Additionally, the demand for a better understanding of IRI is increasing as we try to reduce the significant wait list mortality caused by demand outpacing supply. This push is causing a closer look at marginal grafts deemed as such because they are steatotic or come from donors of advanced age. These conditions are important to the field of IRI as many of the therapeutics outlined above show an enhanced benefit in steatotic livers. In order to optimize these grafts system changes are occurring within the organ donation network primarily to reduce cold ischemic times associated with transportation. These proposed changes will result in donors being transported to specialized centers more experienced with organ harvest which should minimize organ harvest time and as the recipient will be located at the same medical center this will significantly limit cold ischemic time. Importantly, the advent of donation centers will also create an opportunity to further study these processes. As our clinical trials are often controlled for safety by regulatory boards it has been logistically difficult to administer a therapeutic to a donor that will conceivably affect multiple recipients at multiple institutions. Although donation centers do not remove all logistical barriers of such studies they will create more opportunities to address IRI prior to the ischemic phase and certainly allow for tissue collection to improve our understanding of the human disease.

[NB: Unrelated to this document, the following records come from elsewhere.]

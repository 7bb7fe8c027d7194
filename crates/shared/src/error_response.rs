//! # エラーレスポンス（RFC 9457 Problem Details）
//!
//! 全エンドポイントで共通のエラーレスポンス構造体を提供する。
//!
//! ## 設計
//!
//! - `ErrorResponse` は純粋なデータ構造（`Serialize` / `Deserialize` のみ）
//! - axum の `IntoResponse` 変換は api の責務
//! - 認証失敗と送信失敗の detail は固定文言とし、失敗理由を呼び出し元に漏らさない

use serde::{Deserialize, Serialize};

/// error_type URI のベースパス
const ERROR_TYPE_BASE: &str = "https://mailswitch.example.com/errors";

/// エラーレスポンス（RFC 9457 Problem Details）
#[derive(Debug, Clone, PartialEq, Eq, Serialize, Deserialize)]
pub struct ErrorResponse {
    #[serde(rename = "type")]
    pub error_type: String,
    pub title:      String,
    pub status:     u16,
    pub detail:     String,
}

impl ErrorResponse {
    /// 汎用コンストラクタ
    ///
    /// `error_type_suffix` はベース URI に付加される（例: `"invalid-signature"`）。
    pub fn new(
        error_type_suffix: &str,
        title: impl Into<String>,
        status: u16,
        detail: impl Into<String>,
    ) -> Self {
        Self {
            error_type: format!("{ERROR_TYPE_BASE}/{error_type_suffix}"),
            title: title.into(),
            status,
            detail: detail.into(),
        }
    }

    /// 400 Bad Request
    pub fn bad_request(detail: impl Into<String>) -> Self {
        Self::new("bad-request", "Bad Request", 400, detail)
    }

    /// 400 Validation Error
    pub fn validation_error(detail: impl Into<String>) -> Self {
        Self::new("validation-error", "Validation Error", 400, detail)
    }

    /// 400 Invalid Signature
    ///
    /// 署名検証のどの段階で失敗したかは返さない。
    pub fn invalid_signature() -> Self {
        Self::new(
            "invalid-signature",
            "Invalid Signature",
            400,
            "署名を検証できませんでした",
        )
    }

    /// 401 Unauthorized
    pub fn unauthorized() -> Self {
        Self::new("unauthorized", "Unauthorized", 401, "認証に失敗しました")
    }

    /// 500 Delivery Failed
    ///
    /// どのプロバイダがなぜ失敗したかは返さない。
    pub fn delivery_failed() -> Self {
        Self::new(
            "delivery-failed",
            "Delivery Failed",
            500,
            "メールを送信できませんでした",
        )
    }
}
//! # ミドルウェア
//!
//! - [`api_key`] - `Authorization` ヘッダーによる API キー認証

pub mod api_key;

pub use api_key::{ApiKeyState, require_api_key};
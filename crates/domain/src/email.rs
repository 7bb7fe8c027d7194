//! # メール送信リクエスト
//!
//! `POST /api/emails` と `POST /api/qstash` が受け付けるボディと、その検証ルール。
//!
//! ## ドメイン用語
//!
//! | 型 | ドメイン用語 | 説明 |
//! |---|------------|------|
//! | [`EmailRequest`] | 送信リクエスト | HTTP ボディをデシリアライズした未検証の値 |
//! | [`EmailMessage`] | 送信メッセージ | 検証済み・不変。Transport に渡される |
//! | [`EmailValidationError`] | 検証エラー | 400 レスポンスの detail になる |
//!
//! ## 検証ルール
//!
//! 1. 送信元アドレスが空白でなく、`@` をちょうど 1 つ含み、先頭・末尾が `@` でない
//! 2. 宛先が 1 件以上ある
//! 3. 件名が空白でない
//! 4. テキスト本文と HTML 本文の少なくとも一方が空白でない

use serde::Deserialize;
use thiserror::Error;

/// 送信リクエストの検証エラー
#[derive(Debug, Clone, PartialEq, Eq, Error)]
pub enum EmailValidationError {
    /// 送信元アドレスが空、または形式が不正
    #[error("送信元メールアドレスの形式が不正です")]
    InvalidFromAddress,

    /// 宛先が空
    #[error("宛先が指定されていません")]
    NoRecipients,

    /// 件名が空
    #[error("件名は必須です")]
    MissingSubject,

    /// 本文（テキスト・HTML）がどちらも空
    #[error("テキスト本文または HTML 本文のいずれかが必要です")]
    MissingBody,
}

/// メール送信リクエスト（受信 DTO）
///
/// JSON のフィールド名は camelCase（`fromEmail`, `fromName`, `to`, `subject`,
/// `text`, `html`）。欠落したフィールドは空値として扱い、形状の判定は
/// [`validate`](Self::validate) に任せる。
#[derive(Debug, Clone, Default, PartialEq, Eq, Deserialize)]
#[serde(rename_all = "camelCase", default)]
pub struct EmailRequest {
    /// 送信元メールアドレス
    pub from_email: String,
    /// 送信者の表示名（省略時は送信元アドレスを使う）
    pub from_name:  Option<String>,
    /// 宛先メールアドレス（順序を保持）
    pub to:         Vec<String>,
    /// 件名
    pub subject:    String,
    /// プレーンテキスト本文
    pub text:       String,
    /// HTML 本文
    pub html:       String,
}

impl EmailRequest {
    /// 検証ルールをすべて満たすか
    pub fn is_valid(&self) -> bool {
        self.validate().is_ok()
    }

    /// 検証ルールを順に適用し、最初に違反したルールを返す
    pub fn validate(&self) -> Result<(), EmailValidationError> {
        if is_blank(&self.from_email) || !is_email_address(&self.from_email) {
            return Err(EmailValidationError::InvalidFromAddress);
        }
        if self.to.is_empty() {
            return Err(EmailValidationError::NoRecipients);
        }
        if is_blank(&self.subject) {
            return Err(EmailValidationError::MissingSubject);
        }
        if is_blank(&self.text) && is_blank(&self.html) {
            return Err(EmailValidationError::MissingBody);
        }
        Ok(())
    }

    /// 検証を行い、送信可能な [`EmailMessage`] に変換する
    ///
    /// 表示名が未指定または空白の場合は送信元アドレスで補う。
    pub fn into_message(self) -> Result<EmailMessage, EmailValidationError> {
        self.validate()?;

        let from_name = match self.from_name {
            Some(name) if !is_blank(&name) => name,
            _ => self.from_email.clone(),
        };

        Ok(EmailMessage {
            from_address: self.from_email,
            from_name,
            to: self.to,
            subject: self.subject,
            text_body: self.text,
            html_body: self.html,
        })
    }
}

/// 検証済みの送信メッセージ
///
/// [`EmailRequest::into_message`] でのみ生成できる。生成後は変更できない。
#[derive(Debug, Clone, PartialEq, Eq)]
pub struct EmailMessage {
    from_address: String,
    from_name:    String,
    to:           Vec<String>,
    subject:      String,
    text_body:    String,
    html_body:    String,
}

impl EmailMessage {
    pub fn from_address(&self) -> &str {
        &self.from_address
    }

    pub fn from_name(&self) -> &str {
        &self.from_name
    }

    pub fn to(&self) -> &[String] {
        &self.to
    }

    pub fn subject(&self) -> &str {
        &self.subject
    }

    pub fn text_body(&self) -> &str {
        &self.text_body
    }

    pub fn html_body(&self) -> &str {
        &self.html_body
    }

    /// テキスト本文が空白でないか
    pub fn has_text(&self) -> bool {
        !is_blank(&self.text_body)
    }

    /// HTML 本文が空白でないか
    pub fn has_html(&self) -> bool {
        !is_blank(&self.html_body)
    }
}

impl TryFrom<EmailRequest> for EmailMessage {
    type Error = EmailValidationError;

    fn try_from(request: EmailRequest) -> Result<Self, Self::Error> {
        request.into_message()
    }
}

/// 最小限のメールアドレス形状チェック
///
/// `@` がちょうど 1 つあり、それが先頭でも末尾でもないこと。
pub fn is_email_address(value: &str) -> bool {
    let Some(index) = value.find('@') else {
        return false;
    };

    index > 0 && index != value.len() - 1 && value.rfind('@') == Some(index)
}

fn is_blank(value: &str) -> bool {
    value.trim().is_empty()
}
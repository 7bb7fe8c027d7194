//! # アプリケーション構築
//!
//! State の初期化とルーター構築を担当する。
//! `main.rs` は設定読み込みとサーバー起動に集中する。

use std::sync::Arc;

use axum::{
    Router,
    middleware::from_fn_with_state,
    routing::{get, post},
};
use mailswitch_infra::{EmailSwitch, InfraError, ProviderRegistry, SignatureVerifier};
use mailswitch_shared::{
    canonical_log::CanonicalLogLineLayer,
    observability::{MakeRequestUuidV7, make_request_span},
};
use tower_http::{
    request_id::{PropagateRequestIdLayer, SetRequestIdLayer},
    trace::TraceLayer,
};

use crate::{
    config::ApiConfig,
    handler::{health_check, readiness_check, receive_qstash, send_email},
    middleware::{ApiKeyState, require_api_key},
};

/// ハンドラ間で共有する State
///
/// 起動後は変更しない。
pub struct AppState {
    pub switch:   Arc<EmailSwitch>,
    /// `None` なら `/api/qstash` を公開しない
    pub verifier: Option<SignatureVerifier>,
}

impl AppState {
    /// 設定とプロバイダ設定ドキュメントから State を組み立てる
    pub fn from_config(config: &ApiConfig, providers: &str) -> Result<Self, InfraError> {
        let transports = ProviderRegistry::with_builtin_providers().build_from_str(providers)?;
        if transports.is_empty() {
            tracing::warn!("有効なトランスポートがありません。全ての送信は失敗します");
        }

        Ok(Self {
            switch:   Arc::new(EmailSwitch::new(transports)),
            verifier: config.qstash.as_ref().map(|qstash| qstash.verifier()),
        })
    }
}

/// ルーターを構築する
pub fn build_app(config: &ApiConfig, state: Arc<AppState>) -> Router {
    let api_key_state = ApiKeyState {
        root_api_key: config.root_api_key.clone(),
    };

    let emails = Router::new()
        .route("/api/emails", post(send_email))
        .route_layer(from_fn_with_state(api_key_state, require_api_key));

    let mut app = Router::new()
        .route("/health", get(health_check))
        .route("/health/ready", get(readiness_check))
        .merge(emails);

    if state.verifier.is_some() {
        app = app.route("/api/qstash", post(receive_qstash));
    }

    // レイヤー順序: 下に書いたものが外側
    // 1. SetRequestIdLayer（最外）: UUID v7 を生成（またはクライアント提供値を使用）
    // 2. TraceLayer: request_id を含むスパンを作る
    // 3. PropagateRequestIdLayer: レスポンスヘッダーに X-Request-Id をコピー
    // 4. CanonicalLogLineLayer: スパン内でサマリログを 1 行出力
    app.with_state(state)
        .layer(CanonicalLogLineLayer)
        .layer(PropagateRequestIdLayer::x_request_id())
        .layer(TraceLayer::new_for_http().make_span_with(make_request_span))
        .layer(SetRequestIdLayer::x_request_id(MakeRequestUuidV7))
}
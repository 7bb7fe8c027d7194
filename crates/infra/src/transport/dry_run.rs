//! テスト用トランスポート
//!
//! メールを外部に送らず、エンベロープを INFO ログに出して常に成功する。
//! `{"id": "test"}` で有効化する。

use async_trait::async_trait;
use mailswitch_domain::{EmailMessage, ProviderKind};
use serde::Deserialize;

use super::EmailTransport;
use crate::{
    error::{InfraError, TransportError},
    registry::ProviderFactory,
};

/// 追加フィールドなし
#[derive(Debug, Clone, Default, Deserialize)]
pub struct TestConfig {}

#[derive(Debug, Clone, Default)]
pub struct TestTransport;

impl ProviderFactory for TestTransport {
    type Config = TestConfig;

    const KIND: ProviderKind = ProviderKind::Test;

    fn from_config(_config: TestConfig) -> Result<Self, InfraError> {
        Ok(Self)
    }
}

#[async_trait]
impl EmailTransport for TestTransport {
    fn name(&self) -> &'static str {
        Self::KIND.id()
    }

    async fn deliver(&self, email: &EmailMessage) -> Result<(), TransportError> {
        tracing::info!(
            from = %email.from_address(),
            from_name = %email.from_name(),
            to = ?email.to(),
            subject = %email.subject(),
            "test: メール送信をスキップ"
        );
        Ok(())
    }
}

#[cfg(test)]
mod tests {
    use mailswitch_domain::EmailRequest;

    use super::*;

    #[tokio::test]
    async fn test_sendは常に成功する() {
        let email = EmailRequest {
            from_email: "noreply@example.com".to_string(),
            from_name:  None,
            to:         vec!["user@example.com".to_string()],
            subject:    "件名".to_string(),
            text:       "本文".to_string(),
            html:       String::new(),
        }
        .into_message()
        .unwrap();

        assert!(TestTransport.send(&email).await);
    }
}
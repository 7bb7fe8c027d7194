//! # ProviderRegistry
//!
//! プロバイダ id からトランスポートのコンストラクタを引く表。
//! 起動時に一度だけ JSON 配列の設定を読み、設定順のトランスポート列を組み立てる。
//!
//! - 未知の id や id のないレコードは WARN ログを出してスキップする
//! - id が一致したレコードの必須フィールド欠落は [`InfraError`] で起動を止める

use std::collections::HashMap;

use mailswitch_domain::ProviderKind;
use serde::{Deserialize, de::DeserializeOwned};
use serde_json::Value;
use strum::IntoEnumIterator;

use crate::{
    error::InfraError,
    switch::EmailSwitch,
    transport::{
        BrevoTransport,
        EmailTransport,
        ResendTransport,
        SendGridTransport,
        SmtpTransport,
        TestTransport,
    },
};

/// 設定レコードから組み立てられるトランスポート
pub trait ProviderFactory: EmailTransport + Sized + 'static {
    /// レコードから読み取る設定（`id` 以外のフィールド）
    type Config: DeserializeOwned;

    const KIND: ProviderKind;

    fn from_config(config: Self::Config) -> Result<Self, InfraError>;
}

/// レコード 1 件からトランスポートを生成する関数
pub type TransportConstructor = fn(&Value) -> Result<Box<dyn EmailTransport>, InfraError>;

fn construct<T: ProviderFactory>(record: &Value) -> Result<Box<dyn EmailTransport>, InfraError> {
    let config = T::Config::deserialize(record)
        .map_err(|e| InfraError::provider_config(T::KIND.id(), e.to_string()))?;
    Ok(Box::new(T::from_config(config)?))
}

fn constructor_for(kind: ProviderKind) -> TransportConstructor {
    match kind {
        ProviderKind::Resend => construct::<ResendTransport>,
        ProviderKind::SendGrid => construct::<SendGridTransport>,
        ProviderKind::Brevo => construct::<BrevoTransport>,
        ProviderKind::Smtp => construct::<SmtpTransport>,
        ProviderKind::Test => construct::<TestTransport>,
    }
}

/// プロバイダレジストリ
///
/// 構築後は変更しない。
pub struct ProviderRegistry {
    constructors: HashMap<&'static str, TransportConstructor>,
}

impl Default for ProviderRegistry {
    fn default() -> Self {
        Self::with_builtin_providers()
    }
}

impl ProviderRegistry {
    /// 空のレジストリを生成する
    pub fn new() -> Self {
        Self {
            constructors: HashMap::new(),
        }
    }

    /// 組み込みプロバイダ（resend / sendgrid / brevo / smtp / test）を登録済みのレジストリ
    pub fn with_builtin_providers() -> Self {
        let mut registry = Self::new();
        for kind in ProviderKind::iter() {
            registry.register(kind.id(), constructor_for(kind));
        }
        registry
    }

    /// コンストラクタを登録する（同じ id は上書き）
    pub fn register(&mut self, id: &'static str, constructor: TransportConstructor) {
        self.constructors.insert(id, constructor);
    }

    /// 登録済み id の一覧（ソート済み）
    pub fn registered_ids(&self) -> Vec<&'static str> {
        let mut ids: Vec<_> = self.constructors.keys().copied().collect();
        ids.sort_unstable();
        ids
    }

    /// 設定ドキュメントからトランスポート列を組み立てる
    ///
    /// 出力の順序は入力レコードの順序と同じで、これがフェイルオーバーの優先順になる。
    pub fn build(&self, document: &Value) -> Result<Vec<Box<dyn EmailTransport>>, InfraError> {
        let records = document.as_array().ok_or_else(|| {
            InfraError::provider_document("プロバイダ設定は JSON 配列である必要があります")
        })?;

        let mut transports = Vec::with_capacity(records.len());
        for (index, record) in records.iter().enumerate() {
            let Some(id) = record.get("id").and_then(Value::as_str) else {
                tracing::warn!(index, "id のないプロバイダ設定をスキップ");
                continue;
            };
            let Some(constructor) = self.constructors.get(id) else {
                tracing::warn!(index, provider = id, "未知のプロバイダをスキップ");
                continue;
            };

            let transport = constructor(record)?;
            tracing::info!(index, provider = transport.name(), "トランスポートを登録");
            transports.push(transport);
        }

        Ok(transports)
    }

    /// JSON 文字列の設定ドキュメントからトランスポート列を組み立てる
    pub fn build_from_str(
        &self,
        document: &str,
    ) -> Result<Vec<Box<dyn EmailTransport>>, InfraError> {
        let document: Value = serde_json::from_str(document)
            .map_err(|e| InfraError::provider_document(format!("JSON として解析できません: {e}")))?;
        self.build(&document)
    }

    /// 設定ドキュメントから [`EmailSwitch`] を組み立てる
    pub fn build_switch(&self, document: &Value) -> Result<EmailSwitch, InfraError> {
        Ok(EmailSwitch::new(self.build(document)?))
    }
}
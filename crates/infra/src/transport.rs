//! # トランスポート
//!
//! 1 通のメールを 1 つの配信手段で送る処理を抽象化する。
//!
//! ## 設計方針
//!
//! - **trait による抽象化**: [`EmailTransport`] で HTTP API と SMTP を同じ形で扱う
//! - **bool 契約**: 呼び出し側（[`EmailSwitch`](crate::EmailSwitch)）には成否のみを返す。
//!   失敗理由は [`deliver`](EmailTransport::deliver) の [`TransportError`] として
//!   ログに出す
//! - **リトライなし**: 1 回の呼び出しで 1 回だけ外部に接続する

mod brevo;
mod dry_run;
mod resend;
mod sendgrid;
mod smtp;

use std::time::Duration;

use async_trait::async_trait;
pub use brevo::{BrevoConfig, BrevoTransport};
pub use dry_run::{TestConfig, TestTransport};
use mailswitch_domain::EmailMessage;
pub use resend::{ResendConfig, ResendTransport};
use reqwest::header::ACCEPT;
pub use sendgrid::{SendGridConfig, SendGridTransport};
use serde::Serialize;
pub use smtp::{SmtpConfig, SmtpTls, SmtpTransport};

use crate::{
    error::{InfraError, TransportError},
    secret::SecretString,
};

/// 外部 API / SMTP 呼び出しのデフォルトタイムアウト（秒）
pub const DEFAULT_TIMEOUT_SECS: u64 = 10;

pub(crate) fn default_timeout_secs() -> u64 {
    DEFAULT_TIMEOUT_SECS
}

/// `timeout_secs` を検証して [`Duration`] にする
///
/// 0 は設定エラー。
pub(crate) fn timeout_from_secs(provider: &str, secs: u64) -> Result<Duration, InfraError> {
    if secs == 0 {
        return Err(InfraError::provider_config(
            provider,
            "timeout_secs は 1 以上で指定してください",
        ));
    }
    Ok(Duration::from_secs(secs))
}

/// API トークンが空白でないことを確認する
pub(crate) fn require_token(provider: &str, token: &SecretString) -> Result<(), InfraError> {
    if token.is_blank() {
        return Err(InfraError::provider_config(provider, "token が空です"));
    }
    Ok(())
}

/// メール配信トランスポート
#[async_trait]
pub trait EmailTransport: Send + Sync {
    /// ログに出す識別名（例: `"resend"`）
    fn name(&self) -> &'static str;

    /// メールを 1 回だけ配信し、失敗理由を返す
    async fn deliver(&self, email: &EmailMessage) -> Result<(), TransportError>;

    /// メールを配信し、成否のみを返す
    ///
    /// 失敗理由は WARN ログに出し、呼び出し元には伝えない。
    async fn send(&self, email: &EmailMessage) -> bool {
        match self.deliver(email).await {
            Ok(()) => {
                tracing::debug!(transport = self.name(), "メールを配信しました");
                true
            }
            Err(error) => {
                tracing::warn!(
                    transport = self.name(),
                    error = %error,
                    "メール配信に失敗"
                );
                false
            }
        }
    }
}

/// JSON を POST する HTTP API 向けの共通クライアント
///
/// `Accept: application/json` を付与し、2xx 以外を [`TransportError::Status`] にする。
#[derive(Debug, Clone)]
pub(crate) struct JsonApiClient {
    client:   reqwest::Client,
    endpoint: String,
}

impl JsonApiClient {
    pub(crate) fn new(
        provider: &str,
        endpoint: String,
        timeout_secs: u64,
    ) -> Result<Self, InfraError> {
        let timeout = timeout_from_secs(provider, timeout_secs)?;
        let client = reqwest::Client::builder()
            .timeout(timeout)
            .build()
            .map_err(|e| {
                InfraError::transport(format!("{provider} の HTTP クライアント初期化失敗: {e}"))
            })?;

        Ok(Self { client, endpoint })
    }

    /// JSON ボディを POST する
    ///
    /// `auth_header` は `(ヘッダー名, 値)`。
    pub(crate) async fn post_json<T: Serialize + ?Sized>(
        &self,
        auth_header: (&'static str, String),
        body: &T,
    ) -> Result<(), TransportError> {
        let (name, value) = auth_header;
        let response = self
            .client
            .post(&self.endpoint)
            .header(ACCEPT, "application/json")
            .header(name, value)
            .json(body)
            .send()
            .await?;

        let status = response.status();
        if status.is_success() {
            return Ok(());
        }

        // エラーボディの読み取り失敗はステータスだけで報告する
        let body = response.text().await.unwrap_or_default();
        Err(TransportError::Status {
            status: status.as_u16(),
            body,
        })
    }
}
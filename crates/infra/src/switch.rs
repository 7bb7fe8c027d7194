//! # EmailSwitch
//!
//! 設定順のトランスポート列を保持し、先頭から順に 1 つずつ試すフェイルオーバー配信。
//!
//! - 最初に成功したトランスポートで止まり、残りは呼び出さない（二重送信しない）
//! - トランスポートを並行に呼び出すことはない
//! - リトライ・バックオフ・待機はしない
//!
//! 構築後のトランスポート列は不変のため、`Arc` で共有して複数リクエストから
//! 同時に呼び出してよい。

use mailswitch_domain::EmailMessage;

use crate::transport::EmailTransport;

/// フェイルオーバー配信
pub struct EmailSwitch {
    transports: Vec<Box<dyn EmailTransport>>,
}

impl EmailSwitch {
    pub fn new(transports: Vec<Box<dyn EmailTransport>>) -> Self {
        Self { transports }
    }

    pub fn len(&self) -> usize {
        self.transports.len()
    }

    pub fn is_empty(&self) -> bool {
        self.transports.is_empty()
    }

    /// 優先順のトランスポート名
    pub fn transport_names(&self) -> Vec<&'static str> {
        self.transports.iter().map(|t| t.name()).collect()
    }

    /// メールを配信する
    ///
    /// いずれかのトランスポートが成功すれば `true`。全て失敗した場合、
    /// またはトランスポートが 1 つもない場合は `false`。
    pub async fn send(&self, email: &EmailMessage) -> bool {
        for (attempt, transport) in self.transports.iter().enumerate() {
            if transport.send(email).await {
                tracing::info!(
                    transport = transport.name(),
                    attempt = attempt + 1,
                    recipients = email.to().len(),
                    "メールを送信しました"
                );
                return true;
            }
        }

        tracing::error!(
            attempts = self.transports.len(),
            "全てのトランスポートで送信に失敗"
        );
        false
    }
}

impl std::fmt::Debug for EmailSwitch {
    fn fmt(&self, f: &mut std::fmt::Formatter<'_>) -> std::fmt::Result {
        f.debug_struct("EmailSwitch")
            .field("transports", &self.transport_names())
            .finish()
    }
}
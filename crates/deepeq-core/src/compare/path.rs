//! Comparison paths
//!
//! A path addresses a sub-value relative to the compared root: `.name` for a
//! record field, `[i]` for an element position. The root is the empty path
//! and renders as the empty string.

use serde::{Deserialize, Serialize};
use std::fmt;

/// One step from a value to one of its parts
#[derive(Debug, Clone, PartialEq, Eq, Hash, Serialize, Deserialize)]
#[serde(tag = "type", content = "value", rename_all = "snake_case")]
pub enum PathSegment {
    Field(String),
    Index(usize),
}

impl fmt::Display for PathSegment {
    fn fmt(&self, f: &mut fmt::Formatter<'_>) -> fmt::Result {
        match self {
            PathSegment::Field(name) => write!(f, ".{}", name),
            PathSegment::Index(index) => write!(f, "[{}]", index),
        }
    }
}

/// Address of a sub-value, e.g. `.object[0].int_value`
#[derive(Debug, Clone, Default, PartialEq, Eq, Hash, Serialize, Deserialize)]
pub struct ComparisonPath {
    segments: Vec<PathSegment>,
}

impl ComparisonPath {
    pub fn root() -> Self {
        Self::default()
    }

    /// Extend with a field segment
    pub fn field(&self, name: &str) -> Self {
        self.push(PathSegment::Field(name.to_string()))
    }

    /// Extend with an element position
    pub fn index(&self, index: usize) -> Self {
        self.push(PathSegment::Index(index))
    }

    pub fn segments(&self) -> &[PathSegment] {
        &self.segments
    }

    pub fn is_root(&self) -> bool {
        self.segments.is_empty()
    }

    /// Number of segments below the root
    pub fn depth(&self) -> usize {
        self.segments.len()
    }

    fn push(&self, segment: PathSegment) -> Self {
        let mut segments = Vec::with_capacity(self.segments.len() + 1);
        segments.extend_from_slice(&self.segments);
        segments.push(segment);
        Self { segments }
    }
}

impl fmt::Display for ComparisonPath {
    fn fmt(&self, f: &mut fmt::Formatter<'_>) -> fmt::Result {
        for segment in &self.segments {
            write!(f, "{}", segment)?;
        }
        Ok(())
    }
}
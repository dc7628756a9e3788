//! Canonical logging macros
//!
//! Field keys follow `deepeq_core_types::schema`. Callers need `tracing` in
//! scope as a dependency.

/// Log the start of an operation
///
/// # Example
///
/// ```
/// # use deepeq_core::log_op_start;
/// log_op_start!("assert_objects_equal");
/// log_op_start!("assert_objects_equal", expected_type = "i32");
/// ```
#[macro_export]
macro_rules! log_op_start {
    ($op:expr) => {
        tracing::info!(
            component = module_path!(),
            op = $op,
            event = $crate::core_types::schema::EVENT_START,
        );
    };
    ($op:expr, $($field:tt)*) => {
        tracing::info!(
            component = module_path!(),
            op = $op,
            event = $crate::core_types::schema::EVENT_START,
            $($field)*
        );
    };
}

/// Log the successful end of an operation
///
/// # Example
///
/// ```
/// # use deepeq_core::log_op_end;
/// log_op_end!("assert_objects_equal", duration_ms = 3);
/// ```
#[macro_export]
macro_rules! log_op_end {
    ($op:expr, duration_ms = $duration:expr) => {
        tracing::info!(
            component = module_path!(),
            op = $op,
            event = $crate::core_types::schema::EVENT_END,
            duration_ms = $duration,
        );
    };
    ($op:expr, duration_ms = $duration:expr, $($field:tt)*) => {
        tracing::info!(
            component = module_path!(),
            op = $op,
            event = $crate::core_types::schema::EVENT_END,
            duration_ms = $duration,
            $($field)*
        );
    };
}

/// Log an assertion failure as the end of an operation
///
/// # Example
///
/// ```
/// # use deepeq_core::log_op_error;
/// use deepeq_core::errors::{AssertionFailure, FailureKind};
///
/// let failure = AssertionFailure::new(FailureKind::NotEqual);
/// log_op_error!("assert_objects_equal", failure, duration_ms = 10);
/// ```
#[macro_export]
macro_rules! log_op_error {
    ($op:expr, $failure:expr, duration_ms = $duration:expr) => {{
        let failure: &$crate::errors::AssertionFailure = &$failure;
        tracing::error!(
            component = module_path!(),
            op = $op,
            event = $crate::core_types::schema::EVENT_END_ERROR,
            duration_ms = $duration,
            err.kind = ?failure.kind(),
            err.code = failure.code(),
        );
    }};
    ($op:expr, $failure:expr, duration_ms = $duration:expr, $($field:tt)*) => {{
        let failure: &$crate::errors::AssertionFailure = &$failure;
        tracing::error!(
            component = module_path!(),
            op = $op,
            event = $crate::core_types::schema::EVENT_END_ERROR,
            duration_ms = $duration,
            err.kind = ?failure.kind(),
            err.code = failure.code(),
            $($field)*
        );
    }};
}
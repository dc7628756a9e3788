//! Structured logging facility for deepeq
//!
//! This module provides:
//! - Single initialization point via `init(profile)`
//! - Structured logging macros (`log_op_start!`, `log_op_end!`, `log_op_error!`)
//! - Test capture mode for deterministic assertions
//!
//! # Usage
//!
//! ```rust
//! use deepeq_core::logging_facility::{init, Profile};
//!
//! // Initialize once at test-harness startup
//! init(Profile::Development);
//! ```
//!
//! # Logging Macros
//!
//! - `log_op_start!(op, ...)` - Log operation start
//! - `log_op_end!(op, duration_ms = ...)` - Log operation end
//! - `log_op_error!(op, failure, duration_ms = ...)` - Log operation failure

pub mod init;
pub mod macros;
pub mod test_capture;

pub use init::{init, Profile};
pub use test_capture::{init_test_capture, CapturedEvent, TestCapture};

Given the outlined complexity of IRI it seems that the ideal candidate therapeutic will function by multiple pathways. By preventing ROS production, scavenging ROS in the vascular space and preventing the intracellular damage and mitochondrial dysfunction caused by ROS in the reperfusion phase we may envision an ideal therapeutic against IRI. It is unlikely a single candidate will fulfill the multitude of needs of the ideal therapeutic but as we gain further information on the mechanisms of human IRI it will be possible to identify a combination of therapeutics to best ameliorate the effects of IRI.